## What the exercise asks
Every line containing the word "text" must be pulled from the records.

[[ The input open ]]

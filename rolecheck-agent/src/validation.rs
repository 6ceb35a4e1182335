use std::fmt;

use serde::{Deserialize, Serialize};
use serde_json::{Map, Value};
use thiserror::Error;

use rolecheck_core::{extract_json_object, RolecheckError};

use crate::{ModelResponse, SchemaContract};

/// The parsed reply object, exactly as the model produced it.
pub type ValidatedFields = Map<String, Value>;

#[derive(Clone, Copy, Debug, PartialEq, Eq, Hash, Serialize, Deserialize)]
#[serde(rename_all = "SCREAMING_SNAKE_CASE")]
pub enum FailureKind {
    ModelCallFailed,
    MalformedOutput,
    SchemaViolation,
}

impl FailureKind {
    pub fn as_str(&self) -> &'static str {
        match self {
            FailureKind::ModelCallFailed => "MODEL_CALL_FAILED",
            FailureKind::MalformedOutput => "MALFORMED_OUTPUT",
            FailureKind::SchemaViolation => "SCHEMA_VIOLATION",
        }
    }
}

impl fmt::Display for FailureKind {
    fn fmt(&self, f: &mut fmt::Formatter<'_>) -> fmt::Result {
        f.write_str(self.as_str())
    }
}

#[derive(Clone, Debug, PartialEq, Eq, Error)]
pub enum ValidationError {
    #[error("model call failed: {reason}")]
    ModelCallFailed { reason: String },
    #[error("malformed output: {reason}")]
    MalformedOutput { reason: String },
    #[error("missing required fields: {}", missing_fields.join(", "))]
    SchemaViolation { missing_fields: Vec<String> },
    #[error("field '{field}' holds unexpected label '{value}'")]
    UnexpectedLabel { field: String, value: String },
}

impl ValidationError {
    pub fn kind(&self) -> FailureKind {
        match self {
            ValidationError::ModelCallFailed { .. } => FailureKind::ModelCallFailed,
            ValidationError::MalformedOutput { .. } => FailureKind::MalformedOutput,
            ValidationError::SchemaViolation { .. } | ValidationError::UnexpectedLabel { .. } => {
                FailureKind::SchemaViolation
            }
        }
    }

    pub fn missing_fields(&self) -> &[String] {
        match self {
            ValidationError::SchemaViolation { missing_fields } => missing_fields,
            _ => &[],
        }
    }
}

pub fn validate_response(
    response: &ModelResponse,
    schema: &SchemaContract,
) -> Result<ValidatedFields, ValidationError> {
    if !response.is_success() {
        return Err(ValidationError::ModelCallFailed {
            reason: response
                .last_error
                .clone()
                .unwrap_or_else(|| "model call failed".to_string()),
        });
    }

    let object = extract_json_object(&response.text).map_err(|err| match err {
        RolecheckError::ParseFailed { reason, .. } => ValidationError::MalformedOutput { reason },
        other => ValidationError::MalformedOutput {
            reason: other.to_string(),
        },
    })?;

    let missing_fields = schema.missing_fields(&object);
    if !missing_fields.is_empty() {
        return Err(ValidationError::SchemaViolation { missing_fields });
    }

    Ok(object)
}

[[ The input closed ]]
[[ The input open ]]

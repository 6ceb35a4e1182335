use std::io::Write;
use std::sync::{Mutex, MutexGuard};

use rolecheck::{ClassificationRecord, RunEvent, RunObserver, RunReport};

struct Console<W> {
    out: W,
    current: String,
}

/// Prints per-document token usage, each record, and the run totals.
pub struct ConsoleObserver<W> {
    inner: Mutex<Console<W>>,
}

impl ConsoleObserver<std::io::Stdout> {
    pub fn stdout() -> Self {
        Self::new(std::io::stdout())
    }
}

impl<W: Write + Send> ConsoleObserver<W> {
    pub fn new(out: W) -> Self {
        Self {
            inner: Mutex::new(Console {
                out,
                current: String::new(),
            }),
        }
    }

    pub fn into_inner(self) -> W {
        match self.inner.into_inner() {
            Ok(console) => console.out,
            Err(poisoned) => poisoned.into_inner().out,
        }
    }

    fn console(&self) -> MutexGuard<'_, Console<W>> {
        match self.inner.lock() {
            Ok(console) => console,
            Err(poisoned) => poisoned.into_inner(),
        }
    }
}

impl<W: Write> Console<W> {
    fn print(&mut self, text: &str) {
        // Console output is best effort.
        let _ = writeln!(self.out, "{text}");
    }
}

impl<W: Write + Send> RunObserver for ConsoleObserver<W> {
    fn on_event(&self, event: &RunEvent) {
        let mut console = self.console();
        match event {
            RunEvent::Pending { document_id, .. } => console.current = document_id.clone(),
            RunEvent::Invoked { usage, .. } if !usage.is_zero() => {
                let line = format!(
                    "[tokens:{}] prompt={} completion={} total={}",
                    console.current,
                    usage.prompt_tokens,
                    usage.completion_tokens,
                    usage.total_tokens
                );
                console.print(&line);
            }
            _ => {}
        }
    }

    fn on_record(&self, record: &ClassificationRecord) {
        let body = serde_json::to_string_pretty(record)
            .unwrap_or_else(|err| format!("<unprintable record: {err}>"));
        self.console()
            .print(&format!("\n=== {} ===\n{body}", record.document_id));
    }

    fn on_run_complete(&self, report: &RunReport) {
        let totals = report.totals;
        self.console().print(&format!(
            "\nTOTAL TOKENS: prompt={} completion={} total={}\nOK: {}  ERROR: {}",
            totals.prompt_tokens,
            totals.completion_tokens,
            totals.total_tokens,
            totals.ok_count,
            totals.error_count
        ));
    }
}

[[ The input closed ]]

## Finished exercise
    let object = extract_json_object(&response.text).map_err(|err| match err {
    fn print(&mut self, text: &str) {
        let _ = writeln!(self.out, "{text}");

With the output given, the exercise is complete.